__WHAT TO DO__
Where a line of the records holds the string "return", copy that line.

Dataset entries
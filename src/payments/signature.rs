//! Request signing shared with the gateway
//!
//! Every request and response exchanged with the gateway carries a `pg_sig`
//! digest over the endpoint name, the non-empty parameter values in key order
//! and the merchant secret, joined with `;`. Both sides recompute the digest
//! over the same canonical sequence, so any deviation here rejects every
//! request.

use rand::distributions::Alphanumeric;
use rand::rngs::OsRng;
use rand::Rng;
use serde::Deserialize;
use sha2::{Digest, Sha256, Sha512};
use std::fmt;
use std::str::FromStr;
use subtle::ConstantTimeEq;
use url::Url;

use crate::error::{GatewayError, GatewayResult};
use crate::payments::traits::SaltSource;
use crate::payments::types::{ParameterSet, SIGNATURE_FIELD};

pub const INIT_PAYMENT_SCRIPT: &str = "init_payment.php";

const SEPARATOR: &str = ";";
const SALT_LENGTH: usize = 32;
// Base used to resolve relative callback paths when extracting their script name.
const RELATIVE_BASE: &str = "http://localhost/";

/// Digest function applied to the canonical string.
#[derive(Debug, Clone, Copy, Default, PartialEq, Eq, Deserialize)]
#[serde(rename_all = "lowercase")]
pub enum DigestAlgorithm {
    /// Wire-compatible default of the gateway protocol
    #[default]
    Md5,
    Sha256,
    Sha512,
}

impl DigestAlgorithm {
    fn hex_digest(&self, input: &[u8]) -> String {
        match self {
            DigestAlgorithm::Md5 => format!("{:x}", md5::compute(input)),
            DigestAlgorithm::Sha256 => hex::encode(Sha256::digest(input)),
            DigestAlgorithm::Sha512 => hex::encode(Sha512::digest(input)),
        }
    }
}

impl FromStr for DigestAlgorithm {
    type Err = GatewayError;

    fn from_str(s: &str) -> Result<Self, Self::Err> {
        match s.trim().to_ascii_lowercase().as_str() {
            "md5" => Ok(DigestAlgorithm::Md5),
            "sha256" | "sha-256" => Ok(DigestAlgorithm::Sha256),
            "sha512" | "sha-512" => Ok(DigestAlgorithm::Sha512),
            other => Err(GatewayError::configuration(format!(
                "Unsupported digest algorithm '{}'",
                other
            ))),
        }
    }
}

/// Script name that opens the signed sequence. Never empty.
#[derive(Debug, Clone, PartialEq, Eq, Hash)]
pub struct Endpoint(String);

impl Endpoint {
    /// Builds an endpoint from a script name or path, keeping its last segment.
    pub fn new(name: &str) -> GatewayResult<Self> {
        let base = name
            .trim()
            .rsplit('/')
            .find(|segment| !segment.is_empty())
            .unwrap_or_default();

        if base.is_empty() {
            return Err(GatewayError::configuration("Endpoint name cannot be empty"));
        }

        Ok(Self(base.to_string()))
    }

    /// Endpoint of a callback URL, absolute or site-relative.
    pub fn from_url(url: &str) -> GatewayResult<Self> {
        let parsed = match Url::parse(url) {
            Ok(parsed) => parsed,
            Err(url::ParseError::RelativeUrlWithoutBase) => Url::parse(RELATIVE_BASE)
                .and_then(|base| base.join(url))
                .map_err(|e| {
                    GatewayError::configuration(format!("Invalid callback URL '{}': {}", url, e))
                })?,
            Err(e) => {
                return Err(GatewayError::configuration(format!(
                    "Invalid callback URL '{}': {}",
                    url, e
                )))
            }
        };

        Self::new(parsed.path())
    }

    pub fn init_payment() -> Self {
        Self(INIT_PAYMENT_SCRIPT.to_string())
    }

    pub fn as_str(&self) -> &str {
        &self.0
    }
}

impl fmt::Display for Endpoint {
    fn fmt(&self, f: &mut fmt::Formatter<'_>) -> fmt::Result {
        f.write_str(&self.0)
    }
}

/// Merchant secret shared with the gateway.
#[derive(Clone, PartialEq, Eq)]
pub struct SecretKey(String);

impl SecretKey {
    pub fn new(secret: impl Into<String>) -> GatewayResult<Self> {
        let secret = secret.into();
        if secret.trim().is_empty() {
            return Err(GatewayError::configuration("secretKey required"));
        }
        Ok(Self(secret))
    }

    pub fn expose(&self) -> &str {
        &self.0
    }
}

impl fmt::Debug for SecretKey {
    fn fmt(&self, f: &mut fmt::Formatter<'_>) -> fmt::Result {
        f.write_str("SecretKey(***)")
    }
}

#[derive(Debug, Clone, Copy, Default, PartialEq, Eq)]
pub struct SignatureEngine {
    algorithm: DigestAlgorithm,
}

impl SignatureEngine {
    pub fn new(algorithm: DigestAlgorithm) -> Self {
        Self { algorithm }
    }

    pub fn algorithm(&self) -> DigestAlgorithm {
        self.algorithm
    }

    /// Lowercase hex digest of `endpoint;value1;...;valueN;secret`.
    ///
    /// Null and empty values are skipped, the remaining values follow their
    /// keys in byte-wise ascending order. Key names never enter the input.
    pub fn sign(&self, endpoint: &Endpoint, params: &ParameterSet, secret: &SecretKey) -> String {
        let mut parts: Vec<&str> = Vec::with_capacity(params.len() + 2);
        let values: Vec<_> = params.signable_values().collect();

        parts.push(endpoint.as_str());
        parts.extend(values.iter().map(|v| &**v));
        parts.push(secret.expose());

        self.algorithm.hex_digest(parts.join(SEPARATOR).as_bytes())
    }

    /// Checks the `pg_sig` carried by `params_with_sig` in constant time.
    pub fn verify(
        &self,
        endpoint: &Endpoint,
        params_with_sig: &ParameterSet,
        secret: &SecretKey,
    ) -> bool {
        let mut params = params_with_sig.clone();
        let provided = match params.remove(SIGNATURE_FIELD) {
            Some(value) => match value.to_wire() {
                Some(sig) => sig.trim().to_ascii_lowercase(),
                None => return false,
            },
            None => return false,
        };

        let expected = self.sign(endpoint, &params, secret);
        expected.as_bytes().ct_eq(provided.as_bytes()).into()
    }

    /// Replaces any existing `pg_sig` with a fresh signature over `params`.
    pub fn attach(&self, endpoint: &Endpoint, params: &mut ParameterSet, secret: &SecretKey) {
        params.remove(SIGNATURE_FIELD);
        let signature = self.sign(endpoint, params, secret);
        params.insert(SIGNATURE_FIELD, signature);
    }
}

/// Salt source backed by the operating system CSPRNG.
#[derive(Debug, Clone, Copy, Default)]
pub struct OsRngSalt;

impl SaltSource for OsRngSalt {
    fn generate(&self) -> String {
        OsRng
            .sample_iter(&Alphanumeric)
            .take(SALT_LENGTH)
            .map(char::from)
            .collect()
    }
}

#[cfg(test)]
mod tests {
    use super::*;

    fn secret() -> SecretKey {
        SecretKey::new("topsecret").unwrap()
    }

    #[test]
    fn test_reference_vector() {
        let engine = SignatureEngine::default();
        let params = ParameterSet::new()
            .with("pg_order_id", "42")
            .with("pg_amount", "10.00");

        let digest = engine.sign(&Endpoint::init_payment(), &params, &secret());
        assert_eq!(digest, "a164df91ca6da89f6dea833f37a5368e");
    }

    #[test]
    fn test_digest_is_lowercase_hex_of_expected_length() {
        let params = ParameterSet::new().with("pg_a", "1");
        let endpoint = Endpoint::new("result").unwrap();

        for (algorithm, len) in [
            (DigestAlgorithm::Md5, 32),
            (DigestAlgorithm::Sha256, 64),
            (DigestAlgorithm::Sha512, 128),
        ] {
            let digest = SignatureEngine::new(algorithm).sign(&endpoint, &params, &secret());
            assert_eq!(digest.len(), len);
            assert!(digest
                .chars()
                .all(|c| c.is_ascii_digit() || ('a'..='f').contains(&c)));
        }
    }

    #[test]
    fn test_verify_accepts_attached_signature() {
        let engine = SignatureEngine::default();
        let endpoint = Endpoint::new("result").unwrap();
        let mut params = ParameterSet::new()
            .with("pg_order_id", "42")
            .with("pg_salt", "abc");

        engine.attach(&endpoint, &mut params, &secret());
        assert!(engine.verify(&endpoint, &params, &secret()));
    }

    #[test]
    fn test_verify_accepts_uppercase_signature() {
        let engine = SignatureEngine::default();
        let endpoint = Endpoint::new("result").unwrap();
        let params = ParameterSet::new().with("pg_order_id", "42");
        let sig = engine.sign(&endpoint, &params, &secret()).to_ascii_uppercase();

        assert!(engine.verify(&endpoint, &params.with(SIGNATURE_FIELD, sig), &secret()));
    }

    #[test]
    fn test_verify_rejects_missing_or_empty_signature() {
        let engine = SignatureEngine::default();
        let endpoint = Endpoint::new("result").unwrap();
        let params = ParameterSet::new().with("pg_order_id", "42");

        assert!(!engine.verify(&endpoint, &params, &secret()));
        assert!(!engine.verify(&endpoint, &params.with(SIGNATURE_FIELD, ""), &secret()));
    }

    #[test]
    fn test_verify_rejects_wrong_secret_and_endpoint() {
        let engine = SignatureEngine::default();
        let endpoint = Endpoint::new("result").unwrap();
        let mut params = ParameterSet::new().with("pg_order_id", "42");
        engine.attach(&endpoint, &mut params, &secret());

        let other_secret = SecretKey::new("othersecret").unwrap();
        assert!(!engine.verify(&endpoint, &params, &other_secret));
        assert!(!engine.verify(&Endpoint::new("check").unwrap(), &params, &secret()));
    }

    #[test]
    fn test_algorithms_are_not_interchangeable() {
        let endpoint = Endpoint::new("result").unwrap();
        let mut params = ParameterSet::new().with("pg_order_id", "42");
        SignatureEngine::new(DigestAlgorithm::Sha256).attach(&endpoint, &mut params, &secret());

        assert!(!SignatureEngine::default().verify(&endpoint, &params, &secret()));
    }

    #[test]
    fn test_endpoint_takes_last_path_segment() {
        assert_eq!(Endpoint::new("init_payment.php").unwrap().as_str(), "init_payment.php");
        assert_eq!(Endpoint::new("/platron/result").unwrap().as_str(), "result");
        assert_eq!(Endpoint::new("/platron/result/").unwrap().as_str(), "result");
    }

    #[test]
    fn test_endpoint_from_url() {
        assert_eq!(
            Endpoint::from_url("https://shop.example/platron/result?x=1")
                .unwrap()
                .as_str(),
            "result"
        );
        assert_eq!(
            Endpoint::from_url("/platron/check").unwrap().as_str(),
            "check"
        );
    }

    #[test]
    fn test_empty_endpoint_is_configuration_error() {
        assert!(matches!(
            Endpoint::new(""),
            Err(GatewayError::Configuration { .. })
        ));
        assert!(matches!(
            Endpoint::new("///"),
            Err(GatewayError::Configuration { .. })
        ));
        assert!(Endpoint::from_url("https://shop.example/").is_err());
    }

    #[test]
    fn test_blank_secret_rejected_and_redacted() {
        assert!(SecretKey::new("  ").is_err());
        assert_eq!(format!("{:?}", secret()), "SecretKey(***)");
    }

    #[test]
    fn test_digest_algorithm_parsing() {
        assert_eq!("MD5".parse::<DigestAlgorithm>().unwrap(), DigestAlgorithm::Md5);
        assert_eq!(
            "sha-256".parse::<DigestAlgorithm>().unwrap(),
            DigestAlgorithm::Sha256
        );
        assert!("crc32".parse::<DigestAlgorithm>().is_err());
    }

    #[test]
    fn test_salt_is_random_alphanumeric() {
        let first = OsRngSalt.generate();
        let second = OsRngSalt.generate();

        assert_eq!(first.len(), SALT_LENGTH);
        assert!(first.chars().all(|c| c.is_ascii_alphanumeric()));
        assert_ne!(first, second);
    }
}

__TASK OUTPUT__
            return Err(GatewayError::configuration("Endpoint name cannot be empty"));
                return Err(GatewayError::configuration(format!(
            return Err(GatewayError::configuration("secretKey required"));
                None => return false,
            None => return false,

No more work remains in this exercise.